Obesity, Global Trade and Beer Prices: Why the Farm Bill is actually cool
As is usually the case with bills in Congress, I had a lot of trouble believing that the 2007 Farm Bill was applicable to me. After all, the last time I even remember going to a farm was on a kindergarten field trip, when I got goat's milk squirted directly into my mouth and I almost threw up. So, when a friend told me the Farm Bill was really important for everyone, I laughed at him. That is, until he told me beer prices might go up. I did some poking around and, lo and behold, found out that the Farm Bill was actually far more interesting and important than it sounds.
The Farm Bill is the label given to an enormous bundle of programs related to food that comes up for review about every five years. Right now the Senate and House are debating two versions, which will be combined and sent to the President, who is threatening a veto. It controls nearly anything related to food, everything from crop subsidies to food stamps. It looks boring on the surface (unless you're really into distributing funds and studying crops), but once you get past that, it has effects on almost every part of life, from energy prices to foreign trade.
First off, the bill, not surprisingly, has an impact on the diet of the nation. But it is surprising that the impact is negative. That's right, the Farm Bill is making us fat. It subsidizes corn, soybeans and wheat, three crops that contribute to much of the carbs and fats from processed foods. That means farmers are more likely to grow these crops, making them cheaper to manufacturers and thus making fatty foods more plentiful and cheaper. Meanwhile, there's little support for growing produce, which is why those fresh veggies are more expensive than the Hostess cakes. However, this year's bill has given more focus to fruits and veggies, including a boost in funding for produce snacks for schools, so carrot sticks are back on the rise.
One of the more notable results of a farm bill is the food stamp program, which helps the poor buy food. In the version that passed the House, this year's Farm Bill increases funding to the program and expanding the number of people eligible. It's also helping out food banks, by giving them more support and more nutritious options. Believe it or not, the $4 billion boost for food stamps was one of the most contentious parts of the bill.
Even outside of food, the bill has far-reaching consequences. Much of the food produced domestically is exported or traded, so American agriculture affects much of the world's economy. Thus, the Farm Bill can do a lot to other countries, which is why the WTO has gotten involved in the discussions.
If the global economy doesn't interest you, how about energy production?
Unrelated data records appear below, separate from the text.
use bevy::app::AppExit;
use bevy::prelude::*;
use bevy_egui::{egui, EguiContext};

use super::physics::{ActiveParameter, OscillatorState};
use super::render::Presentation;
use super::util::Layout;
use super::Params;

/// Discrete user requests, applied to the oscillator once per frame.
#[derive(Debug, Clone, Copy, PartialEq, Eq)]
pub enum ControlEvent {
    SelectNext,
    SelectPrevious,
    Select(ActiveParameter),
    Increase,
    Decrease,
    Restart,
    SwitchPresentation,
}

/// Keys act on release, holding a key down does not repeat.
pub fn control_for_key(key: KeyCode) -> Option<ControlEvent> {
    match key {
        KeyCode::Up => Some(ControlEvent::SelectPrevious),
        KeyCode::Down => Some(ControlEvent::SelectNext),
        KeyCode::Left => Some(ControlEvent::Decrease),
        KeyCode::Right => Some(ControlEvent::Increase),
        KeyCode::R => Some(ControlEvent::Restart),
        KeyCode::Tab => Some(ControlEvent::SwitchPresentation),
        _ => None,
    }
}

pub fn handle_keyboard_input(
    keys: Res<Input<KeyCode>>,
    mut controls: EventWriter<ControlEvent>,
    mut exit: EventWriter<AppExit>,
) {
    if keys.just_released(KeyCode::Escape) {
        info!("escape released, exiting");
        exit.send(AppExit);
        return;
    }

    for key in keys.get_just_released() {
        if let Some(control) = control_for_key(*key) {
            controls.send(control);
        }
    }
}

pub fn ui_side_panel(
    mut egui_ctx: ResMut<EguiContext>,
    params: Res<Params>,
    layout: Res<Layout>,
    presentation: Res<Presentation>,
    state: Res<OscillatorState>,
    mut controls: EventWriter<ControlEvent>,
) {
    let parameters = state.parameters();

    egui::SidePanel::right("side_panel")
        .default_width(params.side_panel_width)
        .resizable(false)
        .show(egui_ctx.ctx_mut(), |ui| {
            ui.heading("Oscillator");

            for parameter in ActiveParameter::ALL {
                ui.horizontal(|ui| {
                    if ui.small_button("-").clicked() {
                        controls.send(ControlEvent::Select(parameter));
                        controls.send(ControlEvent::Decrease);
                    }
                    if ui.small_button("+").clicked() {
                        controls.send(ControlEvent::Select(parameter));
                        controls.send(ControlEvent::Increase);
                    }

                    let text = format!("{}: {:.2}", parameter.label(), parameters.get(parameter));
                    if ui
                        .selectable_label(state.active() == parameter, text)
                        .clicked()
                    {
                        controls.send(ControlEvent::Select(parameter));
                    }
                });
            }

            ui.separator();
            ui.heading("Motion");

            ui.label(format!(
                "Displacement: {}",
                presentation.format_displacement(&layout, state.current_displacement())
            ));
            ui.label(format!("Period: {:.2} s", parameters.period()));
            ui.label(format!("Frequency: {:.3} rad/s", parameters.frequency()));
            ui.label(format!("Time: {:.2} s", state.clock().seconds()));

            ui.separator();

            ui.horizontal(|ui| {
                if ui.button("Restart").clicked() {
                    controls.send(ControlEvent::Restart);
                }
                if ui.button(format!("View: {}", presentation.label())).clicked() {
                    controls.send(ControlEvent::SwitchPresentation);
                }
            });

            ui.with_layout(egui::Layout::bottom_up(egui::Align::Min), |ui| {
                ui.small("Esc: quit");
                ui.small("R: restart, Tab: switch view");
                ui.small("Left / Right: change value");
                ui.small("Up / Down: choose parameter");
            });
        });
}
Unless you've been under a rock for the past two years, you know alternative energy sources are hot topics, with people looking for clean options to replace traditional fuels. Ethanol has long looked like one of the best options, but ethanol production is zapping much of the corn supply. According to the laws of supply and demand, that's driving up the price of corn, even with the increased production from subsidies. Lawmakers looking to ease that problem have written in support for cellulose development, which would be used to produce ethanol.
But all that energy talk may have much bigger consequences than just the environment. As farmers move to grow corn, what with the high demand and subsidies, they've moved away from other crops. Among others, there's been a decrease in barley and hops production, which means beer could be going up in price. And college students across the nation cry.